» Problem requirements
Every line of the listing that contains the word "failed" is to be copied out.

» Material provided
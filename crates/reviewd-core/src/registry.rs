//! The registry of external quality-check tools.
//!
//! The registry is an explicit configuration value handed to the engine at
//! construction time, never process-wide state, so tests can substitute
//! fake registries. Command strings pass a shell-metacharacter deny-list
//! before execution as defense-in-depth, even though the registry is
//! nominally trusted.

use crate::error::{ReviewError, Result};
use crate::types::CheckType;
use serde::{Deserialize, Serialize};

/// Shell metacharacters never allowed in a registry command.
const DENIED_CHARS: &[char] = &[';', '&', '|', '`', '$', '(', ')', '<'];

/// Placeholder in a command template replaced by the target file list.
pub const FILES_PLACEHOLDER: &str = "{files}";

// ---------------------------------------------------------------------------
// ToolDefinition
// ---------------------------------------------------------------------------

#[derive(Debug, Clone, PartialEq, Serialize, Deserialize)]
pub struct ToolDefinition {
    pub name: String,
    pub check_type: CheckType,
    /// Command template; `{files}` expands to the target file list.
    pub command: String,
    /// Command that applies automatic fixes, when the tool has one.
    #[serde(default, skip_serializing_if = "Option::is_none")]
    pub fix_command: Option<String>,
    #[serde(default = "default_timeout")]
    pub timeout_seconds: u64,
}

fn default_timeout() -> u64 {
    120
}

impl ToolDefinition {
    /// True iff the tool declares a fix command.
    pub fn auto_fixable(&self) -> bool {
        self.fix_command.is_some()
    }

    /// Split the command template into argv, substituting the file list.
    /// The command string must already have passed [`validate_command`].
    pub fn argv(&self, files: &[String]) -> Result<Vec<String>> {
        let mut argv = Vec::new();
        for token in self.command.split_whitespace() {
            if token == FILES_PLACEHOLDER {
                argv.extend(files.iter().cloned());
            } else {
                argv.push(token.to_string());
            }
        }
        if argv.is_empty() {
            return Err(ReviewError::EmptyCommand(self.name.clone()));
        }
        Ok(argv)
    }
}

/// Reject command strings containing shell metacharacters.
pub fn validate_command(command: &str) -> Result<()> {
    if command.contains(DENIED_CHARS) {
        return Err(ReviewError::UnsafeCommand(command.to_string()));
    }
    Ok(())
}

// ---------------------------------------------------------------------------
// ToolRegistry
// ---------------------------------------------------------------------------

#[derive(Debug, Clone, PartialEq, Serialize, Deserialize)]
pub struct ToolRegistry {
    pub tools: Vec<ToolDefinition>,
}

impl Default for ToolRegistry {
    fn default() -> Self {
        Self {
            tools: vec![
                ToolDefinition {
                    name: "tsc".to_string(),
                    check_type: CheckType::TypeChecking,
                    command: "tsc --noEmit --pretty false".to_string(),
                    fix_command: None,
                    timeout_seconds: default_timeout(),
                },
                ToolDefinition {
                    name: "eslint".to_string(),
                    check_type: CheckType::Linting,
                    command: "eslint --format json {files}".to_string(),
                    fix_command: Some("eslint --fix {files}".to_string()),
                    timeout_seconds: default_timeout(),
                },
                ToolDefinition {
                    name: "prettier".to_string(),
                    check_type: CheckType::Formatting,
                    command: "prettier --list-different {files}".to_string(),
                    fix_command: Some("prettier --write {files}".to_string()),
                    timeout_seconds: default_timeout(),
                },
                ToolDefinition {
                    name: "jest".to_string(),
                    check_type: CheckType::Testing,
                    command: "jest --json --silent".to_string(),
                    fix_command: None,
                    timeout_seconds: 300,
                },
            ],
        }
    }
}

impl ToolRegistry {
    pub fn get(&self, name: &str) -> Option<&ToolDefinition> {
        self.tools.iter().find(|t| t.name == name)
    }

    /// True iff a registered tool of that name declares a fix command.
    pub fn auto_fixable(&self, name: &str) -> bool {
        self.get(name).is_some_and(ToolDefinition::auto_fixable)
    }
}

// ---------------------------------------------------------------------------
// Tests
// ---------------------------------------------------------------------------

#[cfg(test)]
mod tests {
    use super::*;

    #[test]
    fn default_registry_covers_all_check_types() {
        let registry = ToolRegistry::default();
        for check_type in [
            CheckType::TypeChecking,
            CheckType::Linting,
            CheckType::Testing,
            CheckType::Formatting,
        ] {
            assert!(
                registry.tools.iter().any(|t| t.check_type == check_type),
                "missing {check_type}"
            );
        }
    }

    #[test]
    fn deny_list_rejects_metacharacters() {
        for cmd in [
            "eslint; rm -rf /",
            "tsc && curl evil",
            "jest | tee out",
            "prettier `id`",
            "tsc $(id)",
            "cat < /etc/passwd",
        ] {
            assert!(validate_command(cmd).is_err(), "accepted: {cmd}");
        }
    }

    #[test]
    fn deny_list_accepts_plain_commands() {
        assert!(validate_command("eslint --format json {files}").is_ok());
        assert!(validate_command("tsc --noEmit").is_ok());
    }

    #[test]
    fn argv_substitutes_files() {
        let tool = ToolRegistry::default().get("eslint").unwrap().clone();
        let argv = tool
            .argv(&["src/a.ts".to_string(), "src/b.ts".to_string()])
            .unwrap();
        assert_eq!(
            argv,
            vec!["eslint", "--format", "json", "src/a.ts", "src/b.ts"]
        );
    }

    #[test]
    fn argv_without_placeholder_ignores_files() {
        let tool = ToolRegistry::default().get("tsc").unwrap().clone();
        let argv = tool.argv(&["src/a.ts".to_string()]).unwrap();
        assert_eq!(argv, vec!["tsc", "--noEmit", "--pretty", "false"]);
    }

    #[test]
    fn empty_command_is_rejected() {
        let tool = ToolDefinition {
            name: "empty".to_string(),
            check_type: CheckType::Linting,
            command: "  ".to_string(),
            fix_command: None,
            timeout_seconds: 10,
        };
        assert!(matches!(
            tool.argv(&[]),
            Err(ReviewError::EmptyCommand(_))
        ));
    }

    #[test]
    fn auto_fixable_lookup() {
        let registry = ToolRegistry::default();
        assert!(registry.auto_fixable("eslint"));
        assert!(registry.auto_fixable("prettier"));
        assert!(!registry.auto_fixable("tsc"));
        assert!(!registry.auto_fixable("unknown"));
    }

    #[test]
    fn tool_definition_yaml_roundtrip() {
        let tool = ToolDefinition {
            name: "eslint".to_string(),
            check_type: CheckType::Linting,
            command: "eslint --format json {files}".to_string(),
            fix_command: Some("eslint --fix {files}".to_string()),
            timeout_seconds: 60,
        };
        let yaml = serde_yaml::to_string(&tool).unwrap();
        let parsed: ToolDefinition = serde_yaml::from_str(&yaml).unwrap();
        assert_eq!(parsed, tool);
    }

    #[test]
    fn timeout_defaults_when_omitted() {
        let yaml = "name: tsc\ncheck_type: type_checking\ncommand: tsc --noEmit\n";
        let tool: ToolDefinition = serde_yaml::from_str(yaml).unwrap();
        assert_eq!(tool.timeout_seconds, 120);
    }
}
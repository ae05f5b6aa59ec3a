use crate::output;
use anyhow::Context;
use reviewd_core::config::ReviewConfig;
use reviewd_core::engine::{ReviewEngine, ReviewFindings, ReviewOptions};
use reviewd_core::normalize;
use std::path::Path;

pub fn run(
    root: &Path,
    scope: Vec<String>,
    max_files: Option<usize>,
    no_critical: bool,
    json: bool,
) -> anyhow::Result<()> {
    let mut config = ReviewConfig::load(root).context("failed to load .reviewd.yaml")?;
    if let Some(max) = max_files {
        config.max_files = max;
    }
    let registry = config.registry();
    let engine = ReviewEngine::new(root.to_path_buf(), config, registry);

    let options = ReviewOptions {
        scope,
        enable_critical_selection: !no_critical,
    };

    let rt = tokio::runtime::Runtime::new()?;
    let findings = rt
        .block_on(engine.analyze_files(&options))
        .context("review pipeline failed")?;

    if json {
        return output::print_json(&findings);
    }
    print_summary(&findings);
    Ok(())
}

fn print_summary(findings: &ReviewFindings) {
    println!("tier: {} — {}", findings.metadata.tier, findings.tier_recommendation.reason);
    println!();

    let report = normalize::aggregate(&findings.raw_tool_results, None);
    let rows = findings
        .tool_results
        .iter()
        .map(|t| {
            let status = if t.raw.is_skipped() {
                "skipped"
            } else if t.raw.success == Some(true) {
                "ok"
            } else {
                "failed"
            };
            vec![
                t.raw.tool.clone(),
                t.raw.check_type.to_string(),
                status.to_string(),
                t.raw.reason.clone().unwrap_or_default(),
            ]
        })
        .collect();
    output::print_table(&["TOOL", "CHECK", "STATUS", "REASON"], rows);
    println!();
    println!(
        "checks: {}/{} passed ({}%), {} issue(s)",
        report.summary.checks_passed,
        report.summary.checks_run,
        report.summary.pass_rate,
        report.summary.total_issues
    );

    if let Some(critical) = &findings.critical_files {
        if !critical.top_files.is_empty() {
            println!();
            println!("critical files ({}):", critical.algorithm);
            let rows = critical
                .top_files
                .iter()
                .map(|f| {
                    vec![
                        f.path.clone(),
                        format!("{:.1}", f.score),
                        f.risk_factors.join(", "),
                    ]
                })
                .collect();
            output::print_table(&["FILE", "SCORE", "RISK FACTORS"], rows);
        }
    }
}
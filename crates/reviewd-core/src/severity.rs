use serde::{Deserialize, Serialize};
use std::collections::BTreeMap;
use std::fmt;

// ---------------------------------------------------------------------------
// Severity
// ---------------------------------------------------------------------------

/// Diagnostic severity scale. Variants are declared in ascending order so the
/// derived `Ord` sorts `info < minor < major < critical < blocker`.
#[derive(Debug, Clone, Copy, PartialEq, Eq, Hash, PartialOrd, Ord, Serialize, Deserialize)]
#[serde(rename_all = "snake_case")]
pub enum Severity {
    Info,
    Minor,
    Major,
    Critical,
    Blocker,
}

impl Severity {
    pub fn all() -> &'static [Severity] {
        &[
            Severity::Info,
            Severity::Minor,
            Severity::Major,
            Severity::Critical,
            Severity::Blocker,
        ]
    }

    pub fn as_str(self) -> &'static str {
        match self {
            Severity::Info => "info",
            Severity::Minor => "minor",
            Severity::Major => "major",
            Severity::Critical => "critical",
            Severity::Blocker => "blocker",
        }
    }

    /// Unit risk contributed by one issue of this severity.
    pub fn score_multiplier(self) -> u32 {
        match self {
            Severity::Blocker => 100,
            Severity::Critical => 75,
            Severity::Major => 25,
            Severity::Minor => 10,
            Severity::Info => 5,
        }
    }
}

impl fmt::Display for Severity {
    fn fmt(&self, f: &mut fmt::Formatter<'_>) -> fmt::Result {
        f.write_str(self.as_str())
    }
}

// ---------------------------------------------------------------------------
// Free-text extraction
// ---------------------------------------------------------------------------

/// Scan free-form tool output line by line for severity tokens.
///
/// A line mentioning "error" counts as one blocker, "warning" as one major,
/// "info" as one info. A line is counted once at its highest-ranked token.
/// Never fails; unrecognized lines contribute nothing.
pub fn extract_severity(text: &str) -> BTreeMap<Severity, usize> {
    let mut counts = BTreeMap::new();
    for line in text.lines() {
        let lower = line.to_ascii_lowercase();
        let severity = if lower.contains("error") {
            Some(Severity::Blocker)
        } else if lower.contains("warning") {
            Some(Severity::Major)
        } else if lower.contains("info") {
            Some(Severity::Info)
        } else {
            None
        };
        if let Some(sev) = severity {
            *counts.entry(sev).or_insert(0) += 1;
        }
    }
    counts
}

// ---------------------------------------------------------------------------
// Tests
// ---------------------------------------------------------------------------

==

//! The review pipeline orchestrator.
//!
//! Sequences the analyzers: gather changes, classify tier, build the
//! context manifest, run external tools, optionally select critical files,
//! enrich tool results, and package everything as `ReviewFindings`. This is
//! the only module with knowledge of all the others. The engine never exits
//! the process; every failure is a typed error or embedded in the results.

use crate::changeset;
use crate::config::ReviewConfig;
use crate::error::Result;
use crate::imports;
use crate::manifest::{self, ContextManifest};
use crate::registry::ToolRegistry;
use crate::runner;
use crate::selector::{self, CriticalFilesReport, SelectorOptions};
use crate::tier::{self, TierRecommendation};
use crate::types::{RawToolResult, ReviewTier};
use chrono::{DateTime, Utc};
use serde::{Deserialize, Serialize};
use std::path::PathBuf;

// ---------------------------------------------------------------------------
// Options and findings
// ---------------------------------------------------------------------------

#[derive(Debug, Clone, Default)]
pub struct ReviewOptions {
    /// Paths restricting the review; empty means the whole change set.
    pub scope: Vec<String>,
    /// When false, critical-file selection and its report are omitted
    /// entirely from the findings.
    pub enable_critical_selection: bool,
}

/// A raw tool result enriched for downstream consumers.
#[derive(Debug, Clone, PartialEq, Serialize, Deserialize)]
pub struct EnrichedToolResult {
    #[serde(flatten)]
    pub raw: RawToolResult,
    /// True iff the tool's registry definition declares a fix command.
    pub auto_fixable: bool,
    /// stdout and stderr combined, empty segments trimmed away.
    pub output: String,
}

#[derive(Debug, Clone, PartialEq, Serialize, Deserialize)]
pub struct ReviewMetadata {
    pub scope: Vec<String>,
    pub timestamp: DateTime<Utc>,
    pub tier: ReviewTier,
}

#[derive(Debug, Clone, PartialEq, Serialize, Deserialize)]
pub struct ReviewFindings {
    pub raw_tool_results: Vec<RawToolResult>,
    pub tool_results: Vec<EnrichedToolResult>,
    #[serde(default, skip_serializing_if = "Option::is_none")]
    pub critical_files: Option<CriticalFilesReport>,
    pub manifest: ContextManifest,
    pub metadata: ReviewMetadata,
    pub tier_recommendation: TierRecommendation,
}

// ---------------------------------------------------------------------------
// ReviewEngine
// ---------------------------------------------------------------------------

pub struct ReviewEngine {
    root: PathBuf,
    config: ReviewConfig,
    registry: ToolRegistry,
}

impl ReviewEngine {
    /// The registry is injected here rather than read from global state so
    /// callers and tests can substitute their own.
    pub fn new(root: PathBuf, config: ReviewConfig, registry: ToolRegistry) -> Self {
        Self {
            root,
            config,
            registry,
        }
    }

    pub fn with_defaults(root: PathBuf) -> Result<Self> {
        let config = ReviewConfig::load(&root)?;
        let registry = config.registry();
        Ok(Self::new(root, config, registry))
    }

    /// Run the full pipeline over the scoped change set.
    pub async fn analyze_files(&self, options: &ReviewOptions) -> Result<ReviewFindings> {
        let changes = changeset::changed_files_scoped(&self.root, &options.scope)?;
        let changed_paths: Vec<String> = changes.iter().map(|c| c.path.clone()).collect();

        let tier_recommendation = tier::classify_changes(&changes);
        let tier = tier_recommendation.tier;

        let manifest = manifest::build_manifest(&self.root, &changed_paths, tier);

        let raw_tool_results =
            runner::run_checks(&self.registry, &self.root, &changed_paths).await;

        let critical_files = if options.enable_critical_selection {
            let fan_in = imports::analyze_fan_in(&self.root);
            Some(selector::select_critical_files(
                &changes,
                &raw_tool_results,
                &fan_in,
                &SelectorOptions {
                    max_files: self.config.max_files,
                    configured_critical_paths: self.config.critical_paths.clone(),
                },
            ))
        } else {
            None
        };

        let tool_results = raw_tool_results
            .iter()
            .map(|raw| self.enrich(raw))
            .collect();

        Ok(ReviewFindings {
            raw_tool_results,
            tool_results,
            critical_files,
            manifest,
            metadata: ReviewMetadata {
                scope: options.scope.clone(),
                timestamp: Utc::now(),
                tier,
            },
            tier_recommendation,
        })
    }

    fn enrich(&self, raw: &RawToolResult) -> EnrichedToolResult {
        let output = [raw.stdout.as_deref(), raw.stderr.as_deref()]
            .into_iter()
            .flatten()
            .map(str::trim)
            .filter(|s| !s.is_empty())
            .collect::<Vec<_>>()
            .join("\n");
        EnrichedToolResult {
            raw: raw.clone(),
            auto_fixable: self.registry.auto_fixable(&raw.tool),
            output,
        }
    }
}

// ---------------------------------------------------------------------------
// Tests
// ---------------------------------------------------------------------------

» Response area
    let mut config = ReviewConfig::load(root).context("failed to load .reviewd.yaml")?;
        .context("review pipeline failed")?;
                "failed"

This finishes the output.